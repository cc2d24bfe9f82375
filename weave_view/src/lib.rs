// Copyright 2025 the Weave Authors
// SPDX-License-Identifier: Apache-2.0 OR MIT

//! Weave View: incremental device-space geometry for diagrams.
//!
//! A [`GraphView`] caches one [`CellState`] per visible cell of a
//! [`GraphModel`](weave_model::GraphModel): its device rectangle, and for
//! edges the routed points, segment lengths and label anchor, plus label
//! bounds and a bounding box. Model changes mark states invalid; a validation
//! pass recomputes exactly those, parents before children and terminals
//! before the edges attached to them.
//!
//! ## Core Concepts
//!
//! - [`CellState`]: cached geometry of one cell, keyed by [`CellId`](weave_model::CellId).
//! - [`GraphView`]: the cache. `validate`, `invalidate`, `clear`, `reload`,
//!   scale and translation, the display root and change processing.
//! - [`StyleRegistry`]: perimeter and routing functions by name. Each state
//!   holds a [`ResolvedStyle`] with its functions looked up once.
//! - Routing functions ([`EdgeStyleFn`]) place the bends of an edge; floating
//!   ends are then projected onto the terminals' perimeters.
//! - [`TextMeasure`]: sizes label text for label bounds.
//! - [`TemporaryStates`]: validates a subset of cells at another scale
//!   without disturbing the live cache.
//!
//! ## Example
//!
//! ```rust
//! use kurbo::Point;
//! use weave_model::{Geometry, Model, Style};
//! use weave_view::GraphView;
//!
//! let mut model = Model::new();
//! let layer = model.default_layer();
//! let a = model
//!     .insert_vertex(layer, Geometry::new(0.0, 0.0, 40.0, 20.0), Style::default())
//!     .unwrap();
//! let b = model
//!     .insert_vertex(layer, Geometry::new(100.0, 0.0, 40.0, 20.0), Style::default())
//!     .unwrap();
//! let e = model
//!     .insert_edge(layer, Some(a), Some(b), Geometry::edge(), Style::default())
//!     .unwrap();
//!
//! let mut view = GraphView::new();
//! view.validate(&model);
//!
//! // The edge leaves `a` at its right side and enters `b` at its left side.
//! let edge = view.get_state(e).unwrap();
//! assert_eq!(edge.points, [Point::new(40.0, 10.0), Point::new(100.0, 10.0)]);
//! assert_eq!(edge.length, 60.0);
//! ```
//!
//! This crate is `no_std` and uses `alloc`.

#![no_std]

extern crate alloc;

mod bbox;
mod config;
mod edge;
pub mod edge_style;
mod error;
mod events;
mod overlay;
mod registry;
mod resolve;
mod state;
mod view;

pub use bbox::{EstimatedTextMeasure, TextMeasure};
pub use config::ViewConfig;
pub use edge_style::{EdgeStyleFn, Route, TerminalBox};
pub use error::ViewError;
pub use events::{ListenerId, ViewEvent};
pub use overlay::TemporaryStates;
pub use registry::{EdgeStyle, ResolvedStyle, StyleRegistry};
pub use state::CellState;
pub use view::GraphView;

pub use weave_perimeter::{Direction, PerimeterFn};
// Copyright 2025 the Weave Authors
// SPDX-License-Identifier: Apache-2.0 OR MIT

use kurbo::{Point, Rect};

use crate::Direction;
use crate::intersect::{cross, line_intersection};

/// Fraction of the width (or height, when vertical) cut off by each slanted face.
const SLANT: f64 = 0.25;

/// Projects `next` onto a hexagon inscribed in `bounds`.
///
/// East/west facing hexagons have flat top and bottom faces with corners at
/// the left and right; north/south facing ones are rotated by a quarter turn.
///
/// The face is found from the angular wedge around the center that contains
/// `next`. A target exactly in the direction of a corner returns that corner,
/// and targets straight above, below, left or right of the center are exact.
///
/// In orthogonal mode, a target within the horizontal extent is met by a
/// vertical line on the top or bottom faces, and a target within the vertical
/// extent by a horizontal line on the left or right faces.
#[must_use]
pub fn hexagon(bounds: Rect, direction: Direction, next: Point, orthogonal: bool) -> Point {
    let bounds = bounds.abs();
    let (x, y, w, h) = (bounds.x0, bounds.y0, bounds.width(), bounds.height());
    let center = bounds.center();

    if next == center {
        return next;
    }

    // Clockwise in y-down coordinates, starting at the top.
    let corners = if direction.is_vertical() {
        [
            Point::new(center.x, y),
            Point::new(x + w, y + SLANT * h),
            Point::new(x + w, y + (1.0 - SLANT) * h),
            Point::new(center.x, y + h),
            Point::new(x, y + (1.0 - SLANT) * h),
            Point::new(x, y + SLANT * h),
        ]
    } else {
        [
            Point::new(x + SLANT * w, y),
            Point::new(x + (1.0 - SLANT) * w, y),
            Point::new(x + w, center.y),
            Point::new(x + (1.0 - SLANT) * w, y + h),
            Point::new(x + SLANT * w, y + h),
            Point::new(x, center.y),
        ]
    };

    if orthogonal {
        if let Some(p) = orthogonal_hit(&corners, center, bounds, next) {
            return p;
        }
    }

    // Both orientations reach the bounds at the four axis points.
    if next.x == center.x {
        return Point::new(center.x, if next.y < center.y { y } else { y + h });
    }
    if next.y == center.y {
        return Point::new(if next.x < center.x { x } else { x + w }, center.y);
    }

    for (i, &a) in corners.iter().enumerate() {
        let b = corners[(i + 1) % corners.len()];
        if cross(center, a, next) == 0.0 && (a - center).dot(next - center) > 0.0 {
            return a;
        }
        // Corners run clockwise, so `next` is inside the wedge when it is
        // clockwise from `a` and counter-clockwise from `b`.
        if cross(center, a, next) > 0.0 && cross(center, next, b) > 0.0 {
            return line_intersection(center, next, a, b).unwrap_or(center);
        }
    }

    center
}

/// Axis-aligned projection onto the face that spans the target coordinate.
fn orthogonal_hit(corners: &[Point; 6], center: Point, bounds: Rect, next: Point) -> Option<Point> {
    let faces = || {
        corners
            .iter()
            .enumerate()
            .map(|(i, &a)| (a, corners[(i + 1) % corners.len()]))
    };

    if next.x >= bounds.x0 && next.x <= bounds.x1 {
        let above = next.y < center.y;
        let probe = Point::new(next.x, center.y);
        for (a, b) in faces() {
            let face_above = a.y + b.y < 2.0 * center.y;
            let spans = next.x >= a.x.min(b.x) && next.x <= a.x.max(b.x);
            if face_above == above && spans && a.x != b.x {
                return line_intersection(probe, next, a, b);
            }
        }
    } else if next.y >= bounds.y0 && next.y <= bounds.y1 {
        let left = next.x < center.x;
        let probe = Point::new(center.x, next.y);
        for (a, b) in faces() {
            let face_left = a.x + b.x < 2.0 * center.x;
            let spans = next.y >= a.y.min(b.y) && next.y <= a.y.max(b.y);
            if face_left == left && spans && a.y != b.y {
                return line_intersection(probe, next, a, b);
            }
        }
    }
    None
}

#[cfg(test)]
mod tests {
    use super::*;

    const BOUNDS: Rect = Rect::new(0.0, 0.0, 100.0, 60.0);

    #[test]
    fn axis_aligned_targets_are_exact() {
        for direction in [Direction::East, Direction::North] {
            let r = |x, y| hexagon(BOUNDS, direction, Point::new(x, y), false);
            assert_eq!(r(50.0, -10.0), Point::new(50.0, 0.0));
            assert_eq!(r(50.0, 70.0), Point::new(50.0, 60.0));
            assert_eq!(r(-10.0, 30.0), Point::new(0.0, 30.0));
            assert_eq!(r(110.0, 30.0), Point::new(100.0, 30.0));
        }
    }

    #[test]
    fn corner_targets_return_the_corner() {
        let corner = Point::new(75.0, 0.0);
        assert_eq!(hexagon(BOUNDS, Direction::East, corner, false), corner);

        let corner = Point::new(100.0, 15.0);
        assert_eq!(hexagon(BOUNDS, Direction::North, corner, false), corner);
    }

    #[test]
    fn slanted_face_hit() {
        // East facing; upper-right face runs from (75, 0) to (100, 30).
        let p = hexagon(BOUNDS, Direction::East, Point::new(200.0, 10.0), false);
        let on_face = (p.y - (p.x - 75.0) * 30.0 / 25.0).abs() < 1e-9;
        assert!(on_face);
        assert!(p.x > 75.0 && p.x < 100.0);
    }

    #[test]
    fn flat_face_hit() {
        let p = hexagon(BOUNDS, Direction::East, Point::new(60.0, -120.0), false);
        assert!(p.y.abs() < 1e-9);
        assert!((p.x - 52.0).abs() < 1e-9);
    }

    #[test]
    fn orthogonal_per_face() {
        // Vertical drop onto a slanted face of a north-facing hexagon.
        let p = hexagon(BOUNDS, Direction::North, Point::new(75.0, -20.0), true);
        assert!((p.x - 75.0).abs() < 1e-9);
        assert!((p.y - 7.5).abs() < 1e-9);

        // Horizontal line onto a slanted face of an east-facing hexagon.
        let p = hexagon(BOUNDS, Direction::East, Point::new(150.0, 15.0), true);
        assert!((p.y - 15.0).abs() < 1e-9);
        assert!((p.x - 87.5).abs() < 1e-9);
    }
}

• _Exercise prompt_: Could you find each line in the entries that contains the string "faces" and copy it?

• _Answer box_:
/// East/west facing hexagons have flat top and bottom faces with corners at
/// vertical line on the top or bottom faces, and a target within the vertical
/// extent by a horizontal line on the left or right faces.
    let faces = || {
        for (a, b) in faces() {
        for (a, b) in faces() {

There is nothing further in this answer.